Donald Trump’s Hands Are Covered in Blood (OPINION)

Aug 6, 2019
2:40 PM

U.S. President Donald Trump speaks during a rally at the El Paso County Coliseum on February 11, 2019 in El Paso, Texas. (Photo by Joe Raedle/Getty Images)

Donald Trump, the provocateur of hate and racism, has been playing with fire.

Over the last several years, as a presidential candidate and now president, Trump has gushed hate-filled rhetoric and has stoked the racism of his rabid supporters. He has coddled white nationalists who have been increasingly emboldened, especially with a supportive ally in the White House.

Last week, the smoldering cauldron that Trump has been stirring turned to fire. Over the course of seven days, three white men picked up deadly guns and carried out mass killings in Gilroy, California, El Paso, Texas and Dayton, Ohio. The result: 34 people savagely killed and 63 wounded.

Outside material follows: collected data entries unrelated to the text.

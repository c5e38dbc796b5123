//! # Storage Errors
//!
//! What can go wrong between the engine and SQLite, sorted by what the
//! caller can do about it.
//!
//! ```text
//! ┌───────────────────────────┬───────────────────────────────────────────┐
//! │ DbError                   │ Engine sees                               │
//! ├───────────────────────────┼───────────────────────────────────────────┤
//! │ NotFound                  │ NotFound                                  │
//! │ UniqueViolation           │ Conflict (or an idempotent replay)        │
//! │ PartialCommit             │ Internal "partial commit", rolled back    │
//! │ PoolExhausted /           │ Internal "database unavailable"           │
//! │ ConnectionFailed          │                                           │
//! │ everything else           │ Internal "database operation failed"      │
//! └───────────────────────────┴───────────────────────────────────────────┘
//! ```

use sqlx::error::ErrorKind;
use std::fmt;
use thiserror::Error;

/// Schema rule a write broke, other than uniqueness.
#[derive(Debug, Clone, Copy, PartialEq, Eq)]
pub enum Constraint {
    ForeignKey,
    NotNull,
    Check,
}

impl fmt::Display for Constraint {
    fn fmt(&self, f: &mut fmt::Formatter<'_>) -> fmt::Result {
        f.write_str(match self {
            Constraint::ForeignKey => "foreign key",
            Constraint::NotNull => "not null",
            Constraint::Check => "check",
        })
    }
}

/// Storage errors.
#[derive(Debug, Error)]
pub enum DbError {
    /// Row absent, soft-deleted, or owned by another tenant.
    #[error("{entity} not found: {id}")]
    NotFound { entity: String, id: String },

    /// Duplicate restaurant e-mail, or an idempotency key already used by
    /// the tenant.
    #[error("Duplicate {field}: '{value}' already exists")]
    UniqueViolation { field: String, value: String },

    #[error("{constraint} constraint failed: {message}")]
    ConstraintViolation {
        constraint: Constraint,
        message: String,
    },

    /// A sale commit failed after its sale row was written.
    ///
    /// The transaction is already rolled back when this is returned.
    #[error("Partial commit of sale {sale_id} at {stage}: {reason}")]
    PartialCommit {
        sale_id: String,
        stage: String,
        reason: String,
    },

    #[error("Connection failed: {0}")]
    ConnectionFailed(String),

    #[error("Connection pool exhausted")]
    PoolExhausted,

    #[error("Migration failed: {0}")]
    MigrationFailed(String),

    /// BEGIN, COMMIT or a snapshot read could not run.
    #[error("Transaction failed: {0}")]
    TransactionFailed(String),

    #[error("Query failed: {0}")]
    QueryFailed(String),

    #[error("Internal database error: {0}")]
    Internal(String),
}

impl DbError {
    pub fn not_found(entity: impl Into<String>, id: impl Into<String>) -> Self {
        DbError::NotFound {
            entity: entity.into(),
            id: id.into(),
        }
    }

    pub fn duplicate(field: impl Into<String>, value: impl Into<String>) -> Self {
        DbError::UniqueViolation {
            field: field.into(),
            value: value.into(),
        }
    }

    pub fn is_unique_violation(&self) -> bool {
        matches!(self, DbError::UniqueViolation { .. })
    }

    /// The database could not be reached at all, as opposed to a statement
    /// failing on a reachable database.
    pub fn is_unavailable(&self) -> bool {
        matches!(self, DbError::PoolExhausted | DbError::ConnectionFailed(_))
    }
}

/// Columns named in SQLite's "UNIQUE constraint failed: t.a, t.b" message.
fn unique_columns(message: &str) -> String {
    message
        .split_once("UNIQUE constraint failed: ")
        .map(|(_, columns)| columns.to_string())
        .unwrap_or_else(|| "unknown".to_string())
}

impl From<sqlx::Error> for DbError {
    fn from(err: sqlx::Error) -> Self {
        let db_err = match err {
            sqlx::Error::Database(db_err) => db_err,
            sqlx::Error::RowNotFound => return DbError::not_found("Record", "unknown"),
            sqlx::Error::PoolTimedOut => return DbError::PoolExhausted,
            sqlx::Error::PoolClosed => {
                return DbError::ConnectionFailed("pool is closed".to_string())
            }
            sqlx::Error::Io(e) => return DbError::ConnectionFailed(e.to_string()),
            other => return DbError::Internal(other.to_string()),
        };

        let message = db_err.message().to_string();
        let constraint = match db_err.kind() {
            ErrorKind::UniqueViolation => {
                return DbError::UniqueViolation {
                    field: unique_columns(&message),
                    value: "unknown".to_string(),
                }
            }
            ErrorKind::ForeignKeyViolation => Constraint::ForeignKey,
            ErrorKind::NotNullViolation => Constraint::NotNull,
            ErrorKind::CheckViolation => Constraint::Check,
            _ => return DbError::QueryFailed(message),
        };

        DbError::ConstraintViolation {
            constraint,
            message,
        }
    }
}

impl From<sqlx::migrate::MigrateError> for DbError {
    fn from(err: sqlx::migrate::MigrateError) -> Self {
        DbError::MigrationFailed(err.to_string())
    }
}

pub type DbResult<T> = Result<T, DbError>;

Trump did not pull the trigger, but his irresponsible words and deeds contributed to this carnage. He cannot deny his role or walk away and hide from the latest mayhem. Trump’s hands are covered in the blood of the innocent people killed and wounded over these seven days.

From that mid-June day in 2015 when Trump launched his presidential campaign, he targeted Mexicans, and by extension Latinos, as the nation’s public enemy. He characterized Mexicans as invaders who are criminals, drug dealers, and rapists, set on taking over our country. Trump has viciously escalated that abhorrent depiction and has widened his spotlight to include Central Americans, Muslims, along with Democrat members of Congress that he has prodded to go back from where they come, as well as the city of Baltimore. Only a few months ago in May, in a re-election rally in Panama City Beach, Florida, in front of his frenzied masses, Trump asked what can be done to keep migrants from crossing our southern border. One man yelled “shoot them,” to which Trump, with a chuckle, responded “only in the panhandle you can get away with that statement…only in the panhandle.” Recent evidence shows that since January, more than 2,000 Trump re-election ads on Facebook have featured the word “invasion” to describe immigration on our southern border.

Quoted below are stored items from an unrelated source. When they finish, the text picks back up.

//! # Invoice Rendering
//!
//! Turns a stored sale and its tenant profile into a printable ticket.
//!
//! ## Layout (48 columns)
//! ```text
//! La Esquina
//! Av. Reforma 123
//! RFC/NIT: ESQ010101AAA
//! Tel: 555-0100
//!
//! FACTURA / TICKET DE VENTA
//! Venta #9f8e7d6c
//! Fecha: 16/10/2026 14:05
//! ------------------------------------------------
//! Producto                  Cant      P.U. Subtotal
//! ------------------------------------------------
//! Hamburguesa                  2    $10.00   $21.00
//!   + queso x1 $1.00
//! ------------------------------------------------
//!                                    TOTAL: $21.00
//!
//! Metodos de pago:
//!   - Efectivo: $21.00
//! ```
//!
//! Rendering is a pure function of its inputs: no clock, no locale, no
//! environment. The same aggregate always yields the same bytes.

use chrono::{FixedOffset, Offset, Utc};
use std::borrow::Cow;

use crate::money::Money;
use crate::types::{PaymentMethod, SaleAggregate, TenantProfile};

/// Content type of [`render_invoice`] output.
pub const INVOICE_CONTENT_TYPE: &str = "text/plain; charset=utf-8";

/// Narrowest layout that still fits the four table columns.
pub const MIN_INVOICE_WIDTH: usize = 32;

const QTY_COL: usize = 6;
const PRICE_COL: usize = 10;
const SUBTOTAL_COL: usize = 9;

/// Printer geometry and time zone for the ticket.
#[derive(Debug, Clone, Copy, PartialEq, Eq)]
pub struct InvoiceLayout {
    /// Characters per line. Values below [`MIN_INVOICE_WIDTH`] are raised to it.
    pub width: usize,
    /// Offset applied to the sale timestamp before printing.
    pub utc_offset: FixedOffset,
}

impl Default for InvoiceLayout {
    fn default() -> Self {
        InvoiceLayout {
            width: 48,
            utc_offset: Utc.fix(),
        }
    }
}

impl InvoiceLayout {
    /// Builds a layout from a width and an offset in minutes east of UTC.
    ///
    /// Offsets outside ±24h fall back to UTC.
    pub fn new(width: usize, utc_offset_minutes: i32) -> Self {
        InvoiceLayout {
            width: width.max(MIN_INVOICE_WIDTH),
            utc_offset: FixedOffset::east_opt(utc_offset_minutes.saturating_mul(60))
                .unwrap_or_else(|| Utc.fix()),
        }
    }

    fn effective_width(&self) -> usize {
        self.width.max(MIN_INVOICE_WIDTH)
    }

    fn name_col(&self) -> usize {
        self.effective_width() - QTY_COL - PRICE_COL - SUBTOTAL_COL
    }
}

/// Invoice name of a stored payment method; unknown values are kept verbatim.
pub fn payment_label(raw: &str) -> Cow<'_, str> {
    match raw.parse::<PaymentMethod>() {
        Ok(method) => Cow::Borrowed(method.label()),
        Err(_) => Cow::Borrowed(raw),
    }
}

/// Renders the ticket for a sale.
///
/// The aggregate is trusted as stored; nothing is re-validated here.
pub fn render_invoice(
    aggregate: &SaleAggregate,
    profile: &TenantProfile,
    layout: &InvoiceLayout,
) -> Vec<u8> {
    let width = layout.effective_width();
    let rule = "-".repeat(width);
    let mut out = String::new();

    // Header
    push_line(&mut out, profile.name.trim());
    if let Some(address) = present(&profile.address) {
        push_line(&mut out, address);
    }
    if let Some(tax_id) = present(&profile.tax_id) {
        push_line(&mut out, &format!("RFC/NIT: {}", tax_id));
    }
    if let Some(phone) = present(&profile.phone) {
        push_line(&mut out, &format!("Tel: {}", phone));
    }
    push_line(&mut out, "");

    // Title and sale identification
    push_line(&mut out, "FACTURA / TICKET DE VENTA");
    push_line(&mut out, &format!("Venta #{}", aggregate.sale.short_id()));
    let local = aggregate.sale.created_at.with_timezone(&layout.utc_offset);
    push_line(&mut out, &format!("Fecha: {}", local.format("%d/%m/%Y %H:%M")));

    // Line items
    push_line(&mut out, &rule);
    push_line(&mut out, &table_row(layout, "Producto", "Cant", "P.U.", "Subtotal"));
    push_line(&mut out, &rule);
    for line in &aggregate.lines {
        let item = &line.item;
        push_line(
            &mut out,
            &table_row(
                layout,
                &item.name_snapshot,
                &item.quantity.to_string(),
                &item.unit_price().to_string(),
                &item.subtotal().to_string(),
            ),
        );
        for topping in &line.toppings {
            push_line(
                &mut out,
                &format!(
                    "  + {} x{} {}",
                    topping.name,
                    topping.quantity,
                    topping.line_total()
                ),
            );
        }
    }
    push_line(&mut out, &rule);

    // Total
    let total = format!("TOTAL: {}", aggregate.sale.total());
    push_line(&mut out, &format!("{:>width$}", total, width = width));
    push_line(&mut out, "");

    // Payment breakdown
    push_line(&mut out, "Metodos de pago:");
    for payment in &aggregate.payments {
        push_line(&mut out, &payment_line(&payment.method, payment.amount(), payment.reference.as_deref()));
    }

    out.into_bytes()
}

fn payment_line(method: &str, amount: Money, reference: Option<&str>) -> String {
    let mut line = format!("  - {}: {}", payment_label(method), amount);
    if let Some(reference) = reference.map(str::trim).filter(|r| !r.is_empty()) {
        line.push_str(&format!(" (Ref: {})", reference));
    }
    line
}

fn table_row(layout: &InvoiceLayout, name: &str, qty: &str, price: &str, subtotal: &str) -> String {
    let name_col = layout.name_col();
    format!(
        "{:<name_w$}{:>qty_w$}{:>price_w$}{:>sub_w$}",
        truncate(name, name_col - 1),
        qty,
        price,
        subtotal,
        name_w = name_col,
        qty_w = QTY_COL,
        price_w = PRICE_COL,
        sub_w = SUBTOTAL_COL,
    )
}

/// Cuts to `max` characters (not bytes), so accented names never split.
fn truncate(text: &str, max: usize) -> String {
    text.trim().chars().take(max).collect()
}

fn present(field: &Option<String>) -> Option<&str> {
    field.as_deref().map(str::trim).filter(|v| !v.is_empty())
}

fn push_line(out: &mut String, text: &str) {
    out.push_str(text.trim_end());
    out.push('\n');
}

// =============================================================================
// Unit Tests
// =============================================================================

#[cfg(test)]
mod tests {
    use super::*;
    use crate::types::{Payment, Sale, SaleItem, SaleItemTopping, SaleLine, SaleStatus};
    use chrono::{TimeZone, Utc};

    const SALE_ID: &str = "9f8e7d6c-5b4a-4321-8765-0123456789ab";

    fn profile() -> TenantProfile {
        TenantProfile {
            name: "La Esquina".to_string(),
            address: Some("Av. Reforma 123".to_string()),
            tax_id: Some("ESQ010101AAA".to_string()),
            phone: Some("555-0100".to_string()),
        }
    }

    fn aggregate() -> SaleAggregate {
        let created = Utc.with_ymd_and_hms(2026, 10, 16, 14, 5, 0).unwrap();
        SaleAggregate {
            sale: Sale {
                id: SALE_ID.to_string(),
                tenant_id: "t1".to_string(),
                user_id: "u1".to_string(),
                total_cents: 2450,
                status: SaleStatus::Completed,
                idempotency_key: None,
                created_at: created,
                updated_at: created,
            },
            lines: vec![
                SaleLine {
                    item: SaleItem {
                        id: "i1".to_string(),
                        sale_id: SALE_ID.to_string(),
                        line_no: 1,
                        product_id: "p1".to_string(),
                        name_snapshot: "Hamburguesa".to_string(),
                        quantity: 2,
                        unit_price_cents: 1000,
                        subtotal_cents: 2100,
                        notes: None,
                    },
                    toppings: vec![SaleItemTopping {
                        id: "tp1".to_string(),
                        sale_item_id: "i1".to_string(),
                        position: 1,
                        name: "queso".to_string(),
                        price_cents: 100,
                        quantity: 1,
                    }],
                },
                SaleLine {
                    item: SaleItem {
                        id: "i2".to_string(),
                        sale_id: SALE_ID.to_string(),
                        line_no: 2,
                        product_id: "p2".to_string(),
                        name_snapshot: "Refresco".to_string(),
                        quantity: 1,
                        unit_price_cents: 350,
                        subtotal_cents: 350,
                        notes: None,
                    },
                    toppings: vec![],
                },
            ],
            payments: vec![
                Payment {
                    id: "pay1".to_string(),
                    sale_id: SALE_ID.to_string(),
                    position: 1,
                    method: "cash".to_string(),
                    amount_cents: 1450,
                    reference: None,
                    created_at: created,
                },
                Payment {
                    id: "pay2".to_string(),
                    sale_id: SALE_ID.to_string(),
                    position: 2,
                    method: "card".to_string(),
                    amount_cents: 1000,
                    reference: Some("AUTH-778".to_string()),
                    created_at: created,
                },
            ],
            tenant: Some(profile()),
        }
    }

    fn render_text(aggregate: &SaleAggregate, profile: &TenantProfile) -> String {
        String::from_utf8(render_invoice(aggregate, profile, &InvoiceLayout::default())).unwrap()
    }

    #[test]
    fn test_render_is_deterministic() {
        let agg = aggregate();
        let first = render_invoice(&agg, &profile(), &InvoiceLayout::default());
        let second = render_invoice(&agg, &profile(), &InvoiceLayout::default());
        assert_eq!(first, second);
    }

    #[test]
    fn test_header_and_title() {
        let text = render_text(&aggregate(), &profile());
        let lines: Vec<&str> = text.lines().collect();

        assert_eq!(lines[0], "La Esquina");
        assert_eq!(lines[1], "Av. Reforma 123");
        assert_eq!(lines[2], "RFC/NIT: ESQ010101AAA");
        assert_eq!(lines[3], "Tel: 555-0100");
        assert_eq!(lines[5], "FACTURA / TICKET DE VENTA");
        assert_eq!(lines[6], "Venta #9f8e7d6c");
        assert_eq!(lines[7], "Fecha: 16/10/2026 14:05");
    }

    #[test]
    fn test_optional_header_lines_are_omitted() {
        let bare = TenantProfile {
            name: "La Esquina".to_string(),
            address: None,
            tax_id: Some("   ".to_string()),
            phone: Some(String::new()),
        };
        let text = render_text(&aggregate(), &bare);
        let lines: Vec<&str> = text.lines().collect();

        assert_eq!(lines[0], "La Esquina");
        assert_eq!(lines[1], "");
        assert_eq!(lines[2], "FACTURA / TICKET DE VENTA");
        assert!(!text.contains("RFC/NIT"));
        assert!(!text.contains("Tel:"));
        assert!(text.contains("TOTAL: $24.50"));
    }

    #[test]
    fn test_toppings_follow_their_item() {
        let text = render_text(&aggregate(), &profile());
        let lines: Vec<&str> = text.lines().collect();
        let burger = lines.iter().position(|l| l.starts_with("Hamburguesa")).unwrap();

        assert_eq!(lines[burger + 1], "  + queso x1 $1.00");
        assert!(lines[burger + 2].starts_with("Refresco"));
        assert!(lines[burger].ends_with("$21.00"));
        assert!(lines[burger].contains("$10.00"));
    }

    #[test]
    fn test_payment_breakdown() {
        let text = render_text(&aggregate(), &profile());
        assert!(text.contains("Metodos de pago:\n  - Efectivo: $14.50\n  - Tarjeta: $10.00 (Ref: AUTH-778)\n"));
    }

    #[test]
    fn test_unknown_method_rendered_verbatim() {
        assert_eq!(payment_label("transfer"), "Transferencia");
        assert_eq!(payment_label("vale"), "vale");
    }

    #[test]
    fn test_table_rows_fit_width() {
        let mut agg = aggregate();
        agg.lines[0].item.name_snapshot = "Hamburguesa doble con papas y aros de cebolla".to_string();
        let text = render_text(&agg, &profile());

        for line in text.lines().filter(|l| !l.starts_with("  +")) {
            assert!(line.chars().count() <= 48, "line too wide: {:?}", line);
        }
    }

    #[test]
    fn test_utc_offset_applied_to_date() {
        let layout = InvoiceLayout::new(48, -6 * 60);
        let text = String::from_utf8(render_invoice(&aggregate(), &profile(), &layout)).unwrap();
        assert!(text.contains("Fecha: 16/10/2026 08:05"));
    }

    #[test]
    fn test_narrow_width_is_clamped() {
        let layout = InvoiceLayout::new(10, 0);
        assert_eq!(layout.width, MIN_INVOICE_WIDTH);
    }
}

The venom that Trump has sown seeped into our beloved city of El Paso this past Saturday morning.

That day a 21-year-old white man, Patrick Crusius, who traveled 660 miles from Allen, a suburb of Dallas, to El Paso, came to the city to kill Hispanic “invaders.” The so-called manifesto, which he released eight minutes before he unleashed mass annihilation on innocent people at a Walmart that morning, echoed Trump’s words, thoughts, and warnings. The gunman savagely took the lives of 22 human beings and wounded 24 others.

Trump was not in El Paso this past Saturday, but the racism and hate that he spews and condones were undoubtedly in the head of the killer. Trump is a very dangerous individual.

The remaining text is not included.